Fig. 1 is a schematic view of a circulation drying system according to an embodiment of the present invention.

Description of the reference numerals

10. A circulating drying system; 100. an upper wind plate; 200. a leeward plate; 110. material passing intervals; 300. a circulating fan; 400. a steam heat exchanger; 500. an electrically heated exchanger; 600. a filter screen; 20. a knitted fabric.

Detailed Description

In order to make the aforementioned objects, features and advantages of the present invention comprehensible, embodiments accompanied with figures are described in detail below. In the following description, numerous specific details are set forth in order to provide a thorough understanding of the present invention. This invention may, however, be embodied in many different forms and should not be construed as limited to the embodiments set forth herein.

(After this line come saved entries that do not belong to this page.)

// IN-PROCESS NETWORK
// Transport for clusters running in one process, with fault injection.
//
// Delivery is synchronous into the receiver's bounded inbound queue, so
// frames on one link arrive in send order. Faults are directional link cuts,
// whole-node isolation and per-sender kind filters.

use crate::collaborators::Transport;
use crate::engine::InboundHandle;
use crate::message::{MessageKind, SignedMessage};
use crate::types::NodeId;
use log::debug;
use parking_lot::RwLock;
use std::collections::{HashMap, HashSet};
use std::sync::atomic::{AtomicU64, Ordering};
use std::sync::Arc;

type KindFilter = Arc<dyn Fn(MessageKind) -> bool + Send + Sync>;

#[derive(Default)]
struct Links {
    endpoints: RwLock<HashMap<NodeId, InboundHandle>>,
    isolated: RwLock<HashSet<NodeId>>,

    /// (from, to) pairs whose frames are dropped
    cut: RwLock<HashSet<(NodeId, NodeId)>>,

    /// Outbound filters: a frame from the node is sent only if the filter passes
    filters: RwLock<HashMap<NodeId, KindFilter>>,

    delivered: AtomicU64,
    dropped: AtomicU64,
}

impl Links {
    fn blocked(&self, from: &NodeId, to: &NodeId, bytes: &[u8]) -> bool {
        {
            let isolated = self.isolated.read();
            if isolated.contains(from) || isolated.contains(to) {
                return true;
            }
        }
        if self.cut.read().contains(&(from.clone(), to.clone())) {
            return true;
        }
        match self.filters.read().get(from) {
            Some(filter) => match SignedMessage::decode(bytes) {
                Ok(signed) => !filter(signed.kind()),
                Err(_) => false,
            },
            None => false,
        }
    }

    fn deliver(&self, from: &NodeId, to: &NodeId, bytes: &[u8]) {
        if from == to {
            return;
        }
        if self.blocked(from, to, bytes) {
            self.dropped.fetch_add(1, Ordering::Relaxed);
            return;
        }
        let endpoint = self.endpoints.read().get(to).cloned();
        let Some(endpoint) = endpoint else {
            self.dropped.fetch_add(1, Ordering::Relaxed);
            return;
        };
        match endpoint.handle_incoming(bytes) {
            Ok(()) => {
                self.delivered.fetch_add(1, Ordering::Relaxed);
            }
            Err(e) => {
                self.dropped.fetch_add(1, Ordering::Relaxed);
                debug!("Frame {} -> {} rejected: {}", from, to, e);
            }
        }
    }
}

/// Shared in-memory network. Cloning yields another handle to the same network.
#[derive(Clone, Default)]
pub struct LocalNetwork {
    links: Arc<Links>,
}

impl LocalNetwork {
    pub fn new() -> Self {
        Self::default()
    }

    /// Transport for `node_id` to hand to its engine.
    pub fn transport(&self, node_id: impl Into<NodeId>) -> Arc<LocalTransport> {
        Arc::new(LocalTransport {
            node_id: node_id.into(),
            links: self.links.clone(),
        })
    }

    /// Route frames addressed to `node_id` into `inbound`.
    pub fn register(&self, node_id: impl Into<NodeId>, inbound: InboundHandle) {
        self.links.endpoints.write().insert(node_id.into(), inbound);
    }

    /// Drop every frame to or from `node_id`.
    pub fn isolate(&self, node_id: &str) {
        self.links.isolated.write().insert(node_id.to_string());
    }

    pub fn heal(&self, node_id: &str) {
        self.links.isolated.write().remove(node_id);
    }

    /// Drop frames from `from` to `to` (one direction).
    pub fn drop_link(&self, from: &str, to: &str) {
        self.links
            .cut
            .write()
            .insert((from.to_string(), to.to_string()));
    }

    pub fn restore_link(&self, from: &str, to: &str) {
        self.links
            .cut
            .write()
            .remove(&(from.to_string(), to.to_string()));
    }

    /// Only let frames from `node_id` through when `allow` returns true for their kind.
    pub fn set_filter<F>(&self, node_id: &str, allow: F)
    where
        F: Fn(MessageKind) -> bool + Send + Sync + 'static,
    {
        self.links
            .filters
            .write()
            .insert(node_id.to_string(), Arc::new(allow));
    }

    pub fn clear_filter(&self, node_id: &str) {
        self.links.filters.write().remove(node_id);
    }

    /// Remove every fault.
    pub fn heal_all(&self) {
        self.links.isolated.write().clear();
        self.links.cut.write().clear();
        self.links.filters.write().clear();
    }

    /// (delivered, dropped) frame counts.
    pub fn stats(&self) -> (u64, u64) {
        (
            self.links.delivered.load(Ordering::Relaxed),
            self.links.dropped.load(Ordering::Relaxed),
        )
    }
}

/// One node's view of a `LocalNetwork`.
pub struct LocalTransport {
    node_id: NodeId,
    links: Arc<Links>,
}

impl LocalTransport {
    pub fn node_id(&self) -> &NodeId {
        &self.node_id
    }
}

impl Transport for LocalTransport {
    fn send(&self, to: &NodeId, bytes: Vec<u8>) {
        self.links.deliver(&self.node_id, to, &bytes);
    }

    fn broadcast(&self, bytes: Vec<u8>) {
        let peers: Vec<NodeId> = self.links.endpoints.read().keys().cloned().collect();
        for peer in peers.iter().filter(|peer| **peer != self.node_id) {
            self.links.deliver(&self.node_id, peer, &bytes);
        }
    }
}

In the description of the present invention, it is to be understood that the terms "central," "longitudinal," "lateral," "length," "width," "thickness," "upper," "lower," "front," "rear," "left," "right," "vertical," "horizontal," "top," "bottom," "inner," "outer," "clockwise," "counterclockwise," "axial," "radial," "circumferential," and the like are used in the orientations and positional relationships indicated in the drawings for convenience in describing the invention and to simplify the description, and are not intended to indicate or imply that the referenced device or element must have a particular orientation, be constructed and operated in a particular orientation, and are not to be considered limiting of the invention.

Furthermore, the terms "first", "second" and "first" are used for descriptive purposes only and are not to be construed as indicating or implying relative importance or implicitly indicating the number of technical features indicated. Thus, a feature defined as "first" or "second" may explicitly or implicitly include at least one such feature. In the description of the present invention, "a plurality" means at least two, e.g., two, three, etc., unless specifically limited otherwise.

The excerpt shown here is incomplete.